[AVAILABLE DATA — start]

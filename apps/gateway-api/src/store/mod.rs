//! Narrow repository contracts over the persistence layer.
//!
//! The gateway consumes these as read-only (memberships, channels) or
//! write-per-call (messages) lookups. Staleness is acceptable: a just-revoked
//! membership is resolved on the next action, never by invalidation push.

pub mod memory;

pub use memory::MemoryStore;

use async_trait::async_trait;
use thiserror::Error;

use crate::models::{Channel, Membership, Message};

/// Unexpected persistence failure. Handlers log these and drop the event;
/// the connection and process survive.
#[derive(Debug, Error)]
pub enum StoreError {
    #[error("store backend unavailable: {0}")]
    Unavailable(String),
}

/// Membership and channel lookups, side-effect-free.
#[async_trait]
pub trait MembershipDirectory: Send + Sync {
    /// Resolve a user's membership in a server, or `None` if not a member.
    async fn find_membership(
        &self,
        user_id: i64,
        server_id: i64,
    ) -> Result<Option<Membership>, StoreError>;

    /// All user ids belonging to a server.
    async fn server_member_ids(&self, server_id: i64) -> Result<Vec<i64>, StoreError>;

    /// All server ids a user belongs to. Drives the connect/disconnect
    /// presence broadcasts.
    async fn server_ids_of(&self, user_id: i64) -> Result<Vec<i64>, StoreError>;

    /// Resolve a channel to its parent server, or `None` if it doesn't exist.
    async fn find_channel(&self, channel_id: i64) -> Result<Option<Channel>, StoreError>;
}

/// Message persistence. Each operation returns the persisted DTO used in
/// broadcasts; at most one write happens per accepted event.
#[async_trait]
pub trait MessageRepository: Send + Sync {
    async fn create(
        &self,
        channel_id: i64,
        author_id: i64,
        author_name: &str,
        content: &str,
    ) -> Result<Message, StoreError>;

    async fn find(&self, message_id: i64) -> Result<Option<Message>, StoreError>;

    /// Update a message's content. Returns the updated DTO, or `None` if the
    /// message doesn't exist. `updated_at` always moves forward on success.
    async fn update(&self, message_id: i64, content: &str)
        -> Result<Option<Message>, StoreError>;

    /// Delete a message. Returns the deleted DTO, or `None` if absent.
    async fn delete(&self, message_id: i64) -> Result<Option<Message>, StoreError>;
}
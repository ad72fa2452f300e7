//! Inbound event dispatch: one handler per event kind.
//!
//! Each handler validates authorization against the live store (never a
//! cached role), mutates persistence where the contract says so, and emits
//! room broadcasts through the fanout hub. The returned messages are the
//! direct replies for the acting connection only — errors are never
//! broadcast to a room.

use crate::models::Message;
use crate::store::StoreError;
use crate::AppState;

use super::events::{
    code, ChannelJoinPayload, EventName, GatewayMessage, InboundEvent, MessageCreatePayload,
    MessageDeletePayload, MessagePayload, MessageUpdatePayload, PresenceUpdate, ServerJoinPayload,
    TypingPayload, TypingUpdate,
};
use super::rooms::RoomKey;
use super::session::GatewaySession;

/// Route an inbound event to its handler. Returns the direct replies to send
/// on the acting connection.
pub async fn dispatch_event(
    state: &AppState,
    session: &mut GatewaySession,
    event: InboundEvent,
) -> Vec<GatewayMessage> {
    match event {
        InboundEvent::ServerJoin(p) => handle_server_join(state, session, p).await,
        InboundEvent::ChannelJoin(p) => handle_channel_join(state, session, p).await,
        InboundEvent::TypingStart(p) => handle_typing(state, session, p, true).await,
        InboundEvent::TypingStop(p) => handle_typing(state, session, p, false).await,
        InboundEvent::MessageCreate(p) => handle_message_create(state, session, p).await,
        InboundEvent::MessageUpdate(p) => handle_message_update(state, session, p).await,
        InboundEvent::MessageDelete(p) => handle_message_delete(state, session, p).await,
    }
}

/// Rebuild and broadcast the online snapshot for one server's room.
pub async fn broadcast_presence_snapshot(state: &AppState, server_id: i64) {
    let member_ids = match state.directory.server_member_ids(server_id).await {
        Ok(ids) => ids,
        Err(e) => {
            tracing::error!(?e, server_id, "presence snapshot: member lookup failed");
            return;
        }
    };
    let snapshot = PresenceUpdate {
        server_id,
        online_user_ids: state.presence.online_among(&member_ids),
    };
    state.broadcast.emit_to_room(
        RoomKey::Server(server_id),
        EventName::PRESENCE_UPDATE,
        serde_json::to_value(snapshot).unwrap_or_default(),
    );
}

/// Broadcast presence to every server a user belongs to. Runs on the user's
/// true online/offline edges.
pub async fn broadcast_presence_for_user(state: &AppState, user_id: i64) {
    let server_ids = match state.directory.server_ids_of(user_id).await {
        Ok(ids) => ids,
        Err(e) => {
            tracing::error!(?e, user_id, "presence broadcast: server lookup failed");
            return;
        }
    };
    for server_id in server_ids {
        broadcast_presence_snapshot(state, server_id).await;
    }
}

async fn handle_server_join(
    state: &AppState,
    session: &mut GatewaySession,
    payload: ServerJoinPayload,
) -> Vec<GatewayMessage> {
    let membership = match state
        .directory
        .find_membership(session.user_id, payload.server_id)
        .await
    {
        Ok(m) => m,
        Err(e) => return drop_on_store_error(e, session, "server:join"),
    };
    if membership.is_none() {
        return vec![GatewayMessage::permission_error()];
    }

    // Re-joining only re-acknowledges; the snapshot broadcast fires once.
    if session.join(RoomKey::Server(payload.server_id)) {
        broadcast_presence_snapshot(state, payload.server_id).await;
    }

    vec![GatewayMessage::event(
        EventName::SERVER_JOINED,
        serde_json::json!({ "server_id": payload.server_id }),
    )]
}

async fn handle_channel_join(
    state: &AppState,
    session: &mut GatewaySession,
    payload: ChannelJoinPayload,
) -> Vec<GatewayMessage> {
    let channel = match state.directory.find_channel(payload.channel_id).await {
        Ok(c) => c,
        Err(e) => return drop_on_store_error(e, session, "channel:join"),
    };
    let Some(channel) = channel else {
        return vec![GatewayMessage::not_found(code::CHANNEL_NOT_FOUND)];
    };

    let membership = match state
        .directory
        .find_membership(session.user_id, channel.server_id)
        .await
    {
        Ok(m) => m,
        Err(e) => return drop_on_store_error(e, session, "channel:join"),
    };
    if membership.is_none() {
        return vec![GatewayMessage::permission_error()];
    }

    session.join(RoomKey::Channel(payload.channel_id));

    vec![GatewayMessage::event(
        EventName::CHANNEL_JOINED,
        serde_json::json!({ "channel_id": payload.channel_id }),
    )]
}

/// Typing is best-effort: any failed lookup silently drops the event, and
/// the sender never receives its own indicator back.
async fn handle_typing(
    state: &AppState,
    session: &mut GatewaySession,
    payload: TypingPayload,
    is_typing: bool,
) -> Vec<GatewayMessage> {
    let Ok(Some(channel)) = state.directory.find_channel(payload.channel_id).await else {
        return Vec::new();
    };
    let Ok(Some(_)) = state
        .directory
        .find_membership(session.user_id, channel.server_id)
        .await
    else {
        return Vec::new();
    };

    let update = TypingUpdate {
        channel_id: payload.channel_id,
        user_id: session.user_id,
        username: session.username.clone(),
        is_typing,
    };
    state.broadcast.emit_to_room_except(
        RoomKey::Channel(payload.channel_id),
        EventName::TYPING_UPDATE,
        serde_json::to_value(update).unwrap_or_default(),
        &session.connection_id,
    );

    Vec::new()
}

async fn handle_message_create(
    state: &AppState,
    session: &mut GatewaySession,
    payload: MessageCreatePayload,
) -> Vec<GatewayMessage> {
    let content = payload.content.trim();
    if content.is_empty() {
        // No validation-error event exists on the wire; drop quietly.
        tracing::debug!(
            connection_id = %session.connection_id,
            channel_id = payload.channel_id,
            "dropping empty message:create"
        );
        return Vec::new();
    }

    let channel = match state.directory.find_channel(payload.channel_id).await {
        Ok(c) => c,
        Err(e) => return drop_on_store_error(e, session, "message:create"),
    };
    let Some(channel) = channel else {
        return vec![GatewayMessage::not_found(code::CHANNEL_NOT_FOUND)];
    };

    let membership = match state
        .directory
        .find_membership(session.user_id, channel.server_id)
        .await
    {
        Ok(m) => m,
        Err(e) => return drop_on_store_error(e, session, "message:create"),
    };
    if membership.is_none() {
        return vec![GatewayMessage::permission_error()];
    }

    let message = match state
        .messages
        .create(payload.channel_id, session.user_id, &session.username, content)
        .await
    {
        Ok(m) => m,
        Err(e) => return drop_on_store_error(e, session, "message:create"),
    };

    broadcast_message(state, EventName::MESSAGE_NEW, &message);
    Vec::new()
}

async fn handle_message_update(
    state: &AppState,
    session: &mut GatewaySession,
    payload: MessageUpdatePayload,
) -> Vec<GatewayMessage> {
    let content = payload.content.trim();
    if content.is_empty() {
        tracing::debug!(
            connection_id = %session.connection_id,
            message_id = payload.message_id,
            "dropping empty message:update"
        );
        return Vec::new();
    }

    let message = match state.messages.find(payload.message_id).await {
        Ok(m) => m,
        Err(e) => return drop_on_store_error(e, session, "message:update"),
    };
    let Some(message) = message else {
        return vec![GatewayMessage::not_found(code::MESSAGE_NOT_FOUND)];
    };

    match can_act_on(state, session, &message).await {
        Ok(true) => {}
        Ok(false) => return vec![GatewayMessage::permission_error()],
        Err(e) => return drop_on_store_error(e, session, "message:update"),
    }

    let updated = match state.messages.update(payload.message_id, content).await {
        Ok(m) => m,
        Err(e) => return drop_on_store_error(e, session, "message:update"),
    };
    // A concurrent delete can win the race between the lookup and the write.
    let Some(updated) = updated else {
        return vec![GatewayMessage::not_found(code::MESSAGE_NOT_FOUND)];
    };

    broadcast_message(state, EventName::MESSAGE_UPDATED, &updated);
    Vec::new()
}

async fn handle_message_delete(
    state: &AppState,
    session: &mut GatewaySession,
    payload: MessageDeletePayload,
) -> Vec<GatewayMessage> {
    let message = match state.messages.find(payload.message_id).await {
        Ok(m) => m,
        Err(e) => return drop_on_store_error(e, session, "message:delete"),
    };
    let Some(message) = message else {
        return vec![GatewayMessage::not_found(code::MESSAGE_NOT_FOUND)];
    };

    match can_act_on(state, session, &message).await {
        Ok(true) => {}
        Ok(false) => return vec![GatewayMessage::permission_error()],
        Err(e) => return drop_on_store_error(e, session, "message:delete"),
    }

    let deleted = match state.messages.delete(payload.message_id).await {
        Ok(m) => m,
        Err(e) => return drop_on_store_error(e, session, "message:delete"),
    };
    let Some(deleted) = deleted else {
        return vec![GatewayMessage::not_found(code::MESSAGE_NOT_FOUND)];
    };

    state.broadcast.emit_to_room(
        RoomKey::Channel(deleted.channel_id),
        EventName::MESSAGE_DELETED,
        serde_json::json!({ "message_id": deleted.id }),
    );
    Vec::new()
}

/// `can_act = is_author OR can_moderate`, evaluated fresh from the live
/// directory so role changes apply on the very next action.
async fn can_act_on(
    state: &AppState,
    session: &GatewaySession,
    message: &Message,
) -> Result<bool, StoreError> {
    if message.author_id == session.user_id {
        return Ok(true);
    }
    let Some(channel) = state.directory.find_channel(message.channel_id).await? else {
        return Ok(false);
    };
    let membership = state
        .directory
        .find_membership(session.user_id, channel.server_id)
        .await?;
    Ok(membership.is_some_and(|m| m.role.can_moderate()))
}

fn broadcast_message(state: &AppState, event_name: &str, message: &Message) {
    state.broadcast.emit_to_room(
        RoomKey::Channel(message.channel_id),
        event_name,
        serde_json::to_value(MessagePayload::from(message)).unwrap_or_default(),
    );
}

/// Unexpected persistence failure: log and drop the event. The connection
/// and all unrelated connections stay up.
fn drop_on_store_error(
    error: StoreError,
    session: &GatewaySession,
    event: &str,
) -> Vec<GatewayMessage> {
    tracing::error!(
        ?error,
        connection_id = %session.connection_id,
        event,
        "store failure, dropping event"
    );
    Vec::new()
}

[AVAILABLE DATA — finish]

• WHAT YOU NEED TO DO: Show all lines in the preceding material that have "models" in them.

• TASK ANSWER:
use crate::models::{Channel, Membership, Message};
use crate::models::Message;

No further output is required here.